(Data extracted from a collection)
== Segment start ==
//! Hold state management.
//!
//! The controller is the single subscriber of the hotkey dispatcher: each
//! activation toggles between idle and holding, pairing the key-down and
//! key-up posts the injector fires at the chosen target window.

mod machine;

pub use machine::{ControlCommand, HoldController};
//! Ownership of the single global hotkey slot.
//!
//! The registrar mediates every OS registration call: preconditions are
//! rejected before the OS is touched, a prior binding is always released
//! before a new one is requested, and unregistering an empty slot is a no-op.

use tracing::{debug, warn};

use crate::keys::{KeyCode, ModifierSet};

/// The one slot id this process ever registers.
pub const HOTKEY_SLOT: i32 = 1;

/// A confirmed key/modifier combination for the slot.
///
/// Constructible only with a non-empty modifier set and a real key, so a
/// binding that exists is always registrable.
#[derive(Debug, Clone, Copy, PartialEq, Eq)]
pub struct HotkeyBinding {
    key: KeyCode,
    modifiers: ModifierSet,
}

impl HotkeyBinding {
    pub fn new(key: KeyCode, modifiers: ModifierSet) -> Result<Self, RegistrationError> {
        if key.is_none() || modifiers.is_empty() {
            return Err(RegistrationError::InvalidCombination);
        }
        Ok(Self { key, modifiers })
    }

    pub fn key(&self) -> KeyCode {
        self.key
    }

    pub fn modifiers(&self) -> ModifierSet {
        self.modifiers
    }
}

impl std::fmt::Display for HotkeyBinding {
    fn fmt(&self, f: &mut std::fmt::Formatter<'_>) -> std::fmt::Result {
        write!(f, "{}+{}", self.modifiers, self.key)
    }
}

/// Errors from registering or releasing the hotkey slot.
#[derive(Debug, Clone, PartialEq, Eq, thiserror::Error)]
pub enum RegistrationError {
    #[error("hotkey combination is already claimed by another application")]
    Conflict,

    #[error("hotkey requires at least one modifier and a key other than None")]
    InvalidCombination,

    #[error("hotkey listener is not armed")]
    NotArmed,

    #[error("hotkey listener has been disposed")]
    Disposed,

    #[error("hotkey backend error: {0}")]
    Backend(String),
}

impl RegistrationError {
    /// Stable machine-readable code for the IPC surface.
    pub fn code(&self) -> &'static str {
        match self {
            RegistrationError::Conflict => "conflict",
            RegistrationError::InvalidCombination => "invalid_combination",
            RegistrationError::NotArmed => "not_armed",
            RegistrationError::Disposed => "disposed",
            RegistrationError::Backend(_) => "backend",
        }
    }
}

/// Raw OS registration capability, implemented per platform and stubbed in
/// tests.
pub trait HotkeyApi {
    fn register(&mut self, slot: i32, binding: HotkeyBinding) -> Result<(), RegistrationError>;
    fn unregister(&mut self, slot: i32) -> Result<(), RegistrationError>;
}

/// Single-slot registrar state, owned by the pump thread.
pub struct SlotRegistrar<A> {
    api: A,
    current: Option<HotkeyBinding>,
}

impl<A: HotkeyApi> SlotRegistrar<A> {
    pub fn new(api: A) -> Self {
        Self { api, current: None }
    }

    pub fn current(&self) -> Option<HotkeyBinding> {
        self.current
    }

    /// Register a combination, replacing any prior one.
    ///
    /// Invalid combinations are rejected before any OS call. The prior
    /// registration is released first; release failure is logged and the new
    /// registration is still attempted, so a stale slot cannot wedge the
    /// registrar.
    pub fn register(
        &mut self,
        key: KeyCode,
        modifiers: ModifierSet,
    ) -> Result<(), RegistrationError> {
        let binding = HotkeyBinding::new(key, modifiers)?;

        if let Some(old) = self.current.take() {
            if let Err(e) = self.api.unregister(HOTKEY_SLOT) {
                warn!(binding = %old, error = %e, "failed to release prior hotkey");
            }
        }

        self.api.register(HOTKEY_SLOT, binding)?;
        self.current = Some(binding);
        debug!(binding = %binding, "hotkey registered");
        Ok(())
    }

    /// Release the slot. A no-op when nothing is registered.
    ///
    /// The local slot state is cleared even when the OS call fails, so a
    /// subsequent register starts from a clean slate; the failure is still
    /// surfaced to the caller.
    pub fn unregister(&mut self) -> Result<(), RegistrationError> {
        if self.current.take().is_none() {
            return Ok(());
        }
        self.api.unregister(HOTKEY_SLOT)
    }

    /// Best-effort release during teardown. Failure is logged, never
    /// escalated.
    pub fn release(&mut self) {
        if let Err(e) = self.unregister() {
            warn!(error = %e, "failed to release hotkey during teardown");
        }
    }
}

#[cfg(test)]
mod tests {
    use super::*;
    use crate::hotkey::mock::{ApiCall, RecordingApi};

    fn registrar() -> (SlotRegistrar<RecordingApi>, crate::hotkey::mock::ApiLog) {
        let (api, log) = RecordingApi::new();
        (SlotRegistrar::new(api), log)
    }

    #[test]
    fn test_invalid_combination_makes_no_os_call() {
        let (mut reg, log) = registrar();

        assert_eq!(
            reg.register(KeyCode::NONE, ModifierSet::CONTROL),
            Err(RegistrationError::InvalidCombination)
        );
        assert_eq!(
            reg.register(KeyCode::F1, ModifierSet::NONE),
            Err(RegistrationError::InvalidCombination)
        );
        assert!(log.calls().is_empty());
        assert_eq!(reg.current(), None);
    }

    #[test]
    fn test_register_unregister_register_cycles_cleanly() {
        let (mut reg, log) = registrar();

        reg.register(KeyCode::F1, ModifierSet::CONTROL).unwrap();
        reg.unregister().unwrap();
        reg.register(KeyCode::F2, ModifierSet::ALT | ModifierSet::SHIFT)
            .unwrap();

        let calls = log.calls();
        assert_eq!(calls.len(), 3);
        assert!(matches!(calls[0], ApiCall::Register { slot: HOTKEY_SLOT, .. }));
        assert!(matches!(calls[1], ApiCall::Unregister { slot: HOTKEY_SLOT }));
        assert!(matches!(calls[2], ApiCall::Register { slot: HOTKEY_SLOT, .. }));
        assert_eq!(
            reg.current().map(|b| b.key()),
            Some(KeyCode::F2)
        );
    }

    #[test]
    fn test_replace_unregisters_before_second_register() {
        let (mut reg, log) = registrar();

        reg.register(KeyCode::F1, ModifierSet::CONTROL).unwrap();
        reg.register(KeyCode::F2, ModifierSet::CONTROL).unwrap();

        let calls = log.calls();
        assert_eq!(
            calls,
            vec![
                ApiCall::Register {
                    slot: HOTKEY_SLOT,
                    binding: HotkeyBinding::new(KeyCode::F1, ModifierSet::CONTROL).unwrap(),
                },
                ApiCall::Unregister { slot: HOTKEY_SLOT },
                ApiCall::Register {
                    slot: HOTKEY_SLOT,
                    binding: HotkeyBinding::new(KeyCode::F2, ModifierSet::CONTROL).unwrap(),
                },
            ]
        );
    }

    #[test]
    fn test_unregister_is_idempotent() {
        let (mut reg, log) = registrar();

        assert_eq!(reg.unregister(), Ok(()));
        assert_eq!(reg.unregister(), Ok(()));
        assert!(log.calls().is_empty());

        reg.register(KeyCode::F1, ModifierSet::CONTROL).unwrap();
        assert_eq!(reg.unregister(), Ok(()));
        assert_eq!(reg.unregister(), Ok(()));
        assert_eq!(log.calls().len(), 2);
    }

    #[test]
    fn test_conflict_is_surfaced_and_slot_stays_empty() {
        let (mut reg, log) = registrar();
        log.fail_next_register();

        assert_eq!(
            reg.register(KeyCode::F1, ModifierSet::CONTROL),
            Err(RegistrationError::Conflict)
        );
        assert_eq!(reg.current(), None);

        // A retry after the conflict clears is a plain registration.
        reg.register(KeyCode::F1, ModifierSet::CONTROL).unwrap();
        assert!(reg.current().is_some());
    }

    #[test]
    fn test_binding_requires_modifier_and_key() {
        assert!(HotkeyBinding::new(KeyCode::F1, ModifierSet::CONTROL).is_ok());
        assert_eq!(
            HotkeyBinding::new(KeyCode::NONE, ModifierSet::CONTROL),
            Err(RegistrationError::InvalidCombination)
        );
        assert_eq!(
            HotkeyBinding::new(KeyCode::F1, ModifierSet::NONE),
            Err(RegistrationError::InvalidCombination)
        );
    }

    #[test]
    fn test_binding_display() {
        let binding =
            HotkeyBinding::new(KeyCode::F1, ModifierSet::CONTROL | ModifierSet::SHIFT).unwrap();
        assert_eq!(binding.to_string(), "Control+Shift+F1");
    }
}
//! IPC module for daemon-UI communication.

mod protocol;
mod server;

pub use protocol::{BoundHotkey, DaemonStatus, KeyEntry, Notification, Request, Response};
pub use server::{DaemonHandle, Server};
== Segment end ==
* WORK REQUIRED *
Copy each line above that contains the string "mock".

* EXERCISE ANSWER *
    use crate::hotkey::mock::{ApiCall, RecordingApi};
    fn registrar() -> (SlotRegistrar<RecordingApi>, crate::hotkey::mock::ApiLog) {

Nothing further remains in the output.